**Your goal**
Copy each line of the entries that includes the word "RetryScheduler".

**Data to use**

>>>>

//! Veriflow Background Worker
//!
//! Handles scheduled jobs including:
//! - Outbound delivery retry passes (every minute)
//! - Stale in-flight lease recovery (every 10 minutes)
//! - Health check heartbeat (every 5 minutes)
//!
//! The worker is the periodic clock behind the retry scheduler; the
//! scheduler itself never loops. Operators can run the same pass on
//! demand through the API's manual trigger endpoint.

use std::time::Duration;

use tokio_cron_scheduler::{Job, JobScheduler};
use tracing::{error, info};
use veriflow_webhooks::{RetryScheduler, MAX_BATCH_SIZE};

#[tokio::main]
async fn main() -> anyhow::Result<()> {
    // Initialize logging
    tracing_subscriber::fmt()
        .with_env_filter(
            tracing_subscriber::EnvFilter::try_from_default_env()
                .unwrap_or_else(|_| tracing_subscriber::EnvFilter::new("info")),
        )
        .init();

    // Load environment
    dotenvy::dotenv().ok();

    info!("Starting Veriflow Worker");

    let database_url = std::env::var("DATABASE_URL")
        .map_err(|_| anyhow::anyhow!("DATABASE_URL must be set"))?;

    // Create database pool
    let pool = veriflow_shared::create_pool(&database_url).await?;

    let retry_scheduler = RetryScheduler::new(pool.clone())
        .map_err(|e| anyhow::anyhow!("Failed to create retry scheduler: {e}"))?;

    // Create scheduler
    let scheduler = JobScheduler::new().await?;

    // Job 1: Process due outbound deliveries (every minute)
    let pass_scheduler = retry_scheduler.clone();
    scheduler
        .add(Job::new_async("0 * * * * *", move |_uuid, _l| {
            let retry = pass_scheduler.clone();
            Box::pin(async move {
                match retry.run_pass(MAX_BATCH_SIZE).await {
                    Ok(summary) => {
                        if summary.processed > 0 {
                            info!(
                                processed = summary.processed,
                                succeeded = summary.succeeded,
                                failed = summary.failed,
                                exhausted = summary.exhausted,
                                "Scheduled retry pass complete"
                            );
                        }
                    }
                    Err(e) => {
                        error!(error = %e, "Scheduled retry pass failed");
                    }
                }
            })
        })?)
        .await?;
    info!("Scheduled: Outbound delivery retry pass (every minute)");

    // Job 2: Recover stale in-flight leases (every 10 minutes)
    let lease_scheduler = retry_scheduler.clone();
    scheduler
        .add(Job::new_async("0 */10 * * * *", move |_uuid, _l| {
            let retry = lease_scheduler.clone();
            Box::pin(async move {
                match retry.release_stale_leases().await {
                    Ok(released) => {
                        if released > 0 {
                            info!(released = released, "Recovered stale delivery leases");
                        }
                    }
                    Err(e) => {
                        error!(error = %e, "Stale lease recovery failed");
                    }
                }
            })
        })?)
        .await?;
    info!("Scheduled: Stale lease recovery (every 10 minutes)");

    // Job 3: Health check heartbeat (every 5 minutes)
    scheduler
        .add(Job::new_async("0 */5 * * * *", |_uuid, _l| {
            Box::pin(async move {
                info!("Worker heartbeat - all systems operational");
            })
        })?)
        .await?;
    info!("Scheduled: Health check heartbeat (every 5 minutes)");

    // Start the scheduler
    info!("Starting job scheduler");
    scheduler.start().await?;

    info!("Veriflow Worker started successfully with 3 scheduled jobs");

    // Keep the main task running
    // The scheduler runs jobs in background tasks
    loop {
        tokio::time::sleep(Duration::from_secs(3600)).await;
    }
}
//! Shared infrastructure for the veriflow workspace.
//!
//! Database pool construction and embedded migrations, used by both the
//! API server and the background worker.

use std::time::Duration;

use sqlx::postgres::PgPoolOptions;
use sqlx::PgPool;

/// Create the database connection pool used for regular queries.
pub async fn create_pool(database_url: &str) -> Result<PgPool, sqlx::Error> {
    let pool = PgPoolOptions::new()
        .max_connections(10)
        .acquire_timeout(Duration::from_secs(5))
        .connect(database_url)
        .await?;

    tracing::info!("Database pool created");
    Ok(pool)
}

/// Create a pool for running migrations (fewer connections, longer timeouts).
pub async fn create_migration_pool(database_url: &str) -> Result<PgPool, sqlx::Error> {
    PgPoolOptions::new()
        .max_connections(2)
        .acquire_timeout(Duration::from_secs(30))
        .connect(database_url)
        .await
}

/// Run all pending migrations embedded from `crates/shared/migrations/`.
pub async fn run_migrations(pool: &PgPool) -> Result<(), sqlx::migrate::MigrateError> {
    sqlx::migrate!("./migrations").run(pool).await?;
    tracing::info!("Database migrations applied");
    Ok(())
}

<<<<

**Exercise answer**
use veriflow_webhooks::{RetryScheduler, MAX_BATCH_SIZE};
    let retry_scheduler = RetryScheduler::new(pool.clone())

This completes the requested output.